━━ DATA SHOWN ━━

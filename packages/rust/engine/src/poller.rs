//! Count-based tier convergence polling.
//!
//! A tier (the children of one parent) has converged when every tracked
//! progress flag has been set on every child. The check is a handful of
//! cheap count queries, so the poller never holds node data in memory and
//! sees work done by detached tasks as soon as it lands in the store.

use carbonbom_shared::{NodeId, ProgressFlag, Result};
use carbonbom_store::NodeStore;
use std::time::Duration;
use tracing::{debug, info, instrument};

/// Terminal states of a polling wait. A timeout is a signal for the
/// caller, not an error.
#[derive(Debug, Clone, Copy, PartialEq, Eq)]
pub enum Convergence {
    Converged,
    TimedOut,
}

/// One count-query pass: total children vs per-flag completion counts.
/// An empty tier is trivially converged.
pub async fn is_converged(store: &NodeStore, parent: NodeId) -> Result<bool> {
    let total = store.count_children(parent).await?;
    if total == 0 {
        return Ok(true);
    }
    for flag in ProgressFlag::tracked() {
        let done = store.count_children_with_flag(parent, flag).await?;
        if done != total {
            debug!(
                parent_id = %parent,
                flag = flag.column(),
                done,
                total,
                "tier not yet converged"
            );
            return Ok(false);
        }
    }
    Ok(true)
}

/// Poll at a fixed interval until the tier converges or the cycle budget
/// runs out.
#[instrument(skip_all, fields(parent_id = %parent))]
pub async fn wait_for_converged(
    store: &NodeStore,
    parent: NodeId,
    interval_secs: u64,
    max_cycles: u32,
) -> Result<Convergence> {
    for cycle in 1..=max_cycles.max(1) {
        if is_converged(store, parent).await? {
            info!(cycle, "tier converged");
            return Ok(Convergence::Converged);
        }
        debug!(cycle, max_cycles, "waiting for tier convergence");
        tokio::time::sleep(Duration::from_secs(interval_secs)).await;
    }
    info!(max_cycles, "convergence wait timed out");
    Ok(Convergence::TimedOut)
}

#[cfg(test)]
mod tests {
    use super::*;
    use carbonbom_shared::{BomItem, Node, TreeId};

    async fn test_store() -> NodeStore {
        let tmp = std::env::temp_dir().join(format!("cbom_test_{}.db", uuid::Uuid::now_v7()));
        NodeStore::open(&tmp).await.expect("open test db")
    }

    fn item(index: u32, name: &str) -> BomItem {
        BomItem {
            index,
            name: name.into(),
            supplier: None,
            description: None,
            mass: None,
            unit: None,
        }
    }

    async fn set_all_tracked(store: &NodeStore, id: NodeId) {
        for flag in ProgressFlag::tracked() {
            store.set_flag(id, flag).await.unwrap();
        }
    }

    #[tokio::test]
    async fn empty_tier_is_trivially_converged() {
        let store = test_store().await;
        let root = Node::root(TreeId::new(), "Laptop");
        store.insert_tree(&root).await.unwrap();
        assert!(is_converged(&store, root.id).await.unwrap());
    }

    #[tokio::test]
    async fn partially_flagged_tier_is_not_converged() {
        let store = test_store().await;
        let root = Node::root(TreeId::new(), "Laptop");
        store.insert_tree(&root).await.unwrap();

        let a = Node::child_of(&root, &item(1, "Battery"));
        let b = Node::child_of(&root, &item(2, "Screen"));
        store.insert_children_batch(&[a.clone(), b.clone()]).await.unwrap();

        set_all_tracked(&store, a.id).await;
        assert!(!is_converged(&store, root.id).await.unwrap());

        // one flag still missing on b
        for flag in [
            ProgressFlag::Supplier,
            ProgressFlag::Mass,
            ProgressFlag::Address,
            ProgressFlag::Transport,
        ] {
            store.set_flag(b.id, flag).await.unwrap();
        }
        assert!(!is_converged(&store, root.id).await.unwrap());

        store.set_flag(b.id, ProgressFlag::Emissions).await.unwrap();
        assert!(is_converged(&store, root.id).await.unwrap());
    }

    #[tokio::test]
    async fn wait_times_out_when_work_never_lands() {
        let store = test_store().await;
        let root = Node::root(TreeId::new(), "Laptop");
        store.insert_tree(&root).await.unwrap();
        let child = Node::child_of(&root, &item(1, "Battery"));
        store.insert_node(&child).await.unwrap();

        let result = wait_for_converged(&store, root.id, 0, 3).await.unwrap();
        assert_eq!(result, Convergence::TimedOut);
    }

    #[tokio::test]
    async fn wait_sees_concurrent_progress() {
        let store = std::sync::Arc::new(test_store().await);
        let root = Node::root(TreeId::new(), "Laptop");
        store.insert_tree(&root).await.unwrap();
        let child = Node::child_of(&root, &item(1, "Battery"));
        store.insert_node(&child).await.unwrap();

        let writer_store = store.clone();
        let child_id = child.id;
        let writer = tokio::spawn(async move {
            tokio::time::sleep(Duration::from_millis(50)).await;
            for flag in ProgressFlag::tracked() {
                writer_store.set_flag(child_id, flag).await.unwrap();
            }
        });

        let result = wait_for_converged(&store, root.id, 0, 10_000).await.unwrap();
        assert_eq!(result, Convergence::Converged);
        writer.await.unwrap();
    }
}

━━━

(WORK TO BE COMPLETED)
Print again the lines of the entries above that fall between the line holding "root.id, 0, 3).await.unwrap();" and the line holding "let store = std::sync::Arc::new(test_store().await);", inclusive, exactly as they stand.

(RESPONSE TO THIS TASK)
        let result = wait_for_converged(&store, root.id, 0, 3).await.unwrap();
        assert_eq!(result, Convergence::TimedOut);
    }

    #[tokio::test]
    async fn wait_sees_concurrent_progress() {
        let store = std::sync::Arc::new(test_store().await);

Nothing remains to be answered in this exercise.